* Required work: From the data underneath, reproduce exactly the stretch that begins at the line with "- What moves" and ends after the line with "mutation) if illegal.".

* Material provided:
//! Engine capability surface shared by all four games.
//!
//! Each engine is an independent value type implementing [`Engine`]:
//! - What moves exist (`Move`)
//! - How a move mutates state (`apply`)
//! - What a session sees (`snapshot`)
//!
//! There is no shared base state; boards differ in shape and cell
//! semantics per engine.

use serde::{Deserialize, Serialize};

/// One of the two sides in a turn-based game.
///
/// White always moves first. The single-player puzzle engines
/// (TileMerge, FallingBlock) do not use sides.
#[derive(Clone, Copy, Debug, PartialEq, Eq, Hash, Serialize, Deserialize)]
pub enum Side {
    White,
    Black,
}

impl Side {
    /// The other side.
    #[must_use]
    pub const fn opponent(self) -> Self {
        match self {
            Side::White => Side::Black,
            Side::Black => Side::White,
        }
    }
}

impl std::fmt::Display for Side {
    fn fmt(&self, f: &mut std::fmt::Formatter<'_>) -> std::fmt::Result {
        match self {
            Side::White => write!(f, "White"),
            Side::Black => write!(f, "Black"),
        }
    }
}

/// Result of a completed game.
#[derive(Clone, Copy, Debug, PartialEq, Eq, Serialize, Deserialize)]
pub enum GameResult {
    /// Single winner.
    Winner(Side),
    /// Draw (no winner).
    Draw,
}

impl GameResult {
    /// Check if a side won.
    #[must_use]
    pub fn is_winner(&self, side: Side) -> bool {
        matches!(self, GameResult::Winner(s) if *s == side)
    }
}

/// Capability surface consumed by the surrounding session layer.
///
/// ## Implementation Notes
///
/// - `apply`: validates the move against the current state; returns
///   `false` with zero mutation on any illegal input, and never panics.
///   Once `result` is `Some`, every further `apply` returns `false`.
/// - `snapshot`: pure read, stable field names, no hidden mutation.
/// - `result`: `None` while the game continues.
pub trait Engine {
    /// Move or action type accepted by this engine.
    type Move;

    /// Serializable state snapshot exposed to the caller.
    type Snapshot: Serialize;

    /// Validate and apply a move. Returns `false` (no mutation) if illegal.
    fn apply(&mut self, mv: Self::Move) -> bool;

    /// Read the current state as a snapshot.
    fn snapshot(&self) -> Self::Snapshot;

    /// Terminal outcome, or `None` if the game continues.
    fn result(&self) -> Option<GameResult>;
}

* Expected answer:
//! - What moves exist (`Move`)
//! - How a move mutates state (`apply`)
//! - What a session sees (`snapshot`)
//!
//! There is no shared base state; boards differ in shape and cell
//! semantics per engine.

use serde::{Deserialize, Serialize};

/// One of the two sides in a turn-based game.
///
/// White always moves first. The single-player puzzle engines
/// (TileMerge, FallingBlock) do not use sides.
#[derive(Clone, Copy, Debug, PartialEq, Eq, Hash, Serialize, Deserialize)]
pub enum Side {
    White,
    Black,
}

impl Side {
    /// The other side.
    #[must_use]
    pub const fn opponent(self) -> Self {
        match self {
            Side::White => Side::Black,
            Side::Black => Side::White,
        }
    }
}

impl std::fmt::Display for Side {
    fn fmt(&self, f: &mut std::fmt::Formatter<'_>) -> std::fmt::Result {
        match self {
            Side::White => write!(f, "White"),
            Side::Black => write!(f, "Black"),
        }
    }
}

/// Result of a completed game.
#[derive(Clone, Copy, Debug, PartialEq, Eq, Serialize, Deserialize)]
pub enum GameResult {
    /// Single winner.
    Winner(Side),
    /// Draw (no winner).
    Draw,
}

impl GameResult {
    /// Check if a side won.
    #[must_use]
    pub fn is_winner(&self, side: Side) -> bool {
        matches!(self, GameResult::Winner(s) if *s == side)
    }
}

/// Capability surface consumed by the surrounding session layer.
///
/// ## Implementation Notes
///
/// - `apply`: validates the move against the current state; returns
///   `false` with zero mutation on any illegal input, and never panics.
///   Once `result` is `Some`, every further `apply` returns `false`.
/// - `snapshot`: pure read, stable field names, no hidden mutation.
/// - `result`: `None` while the game continues.
pub trait Engine {
    /// Move or action type accepted by this engine.
    type Move;

    /// Serializable state snapshot exposed to the caller.
    type Snapshot: Serialize;

    /// Validate and apply a move. Returns `false` (no mutation) if illegal.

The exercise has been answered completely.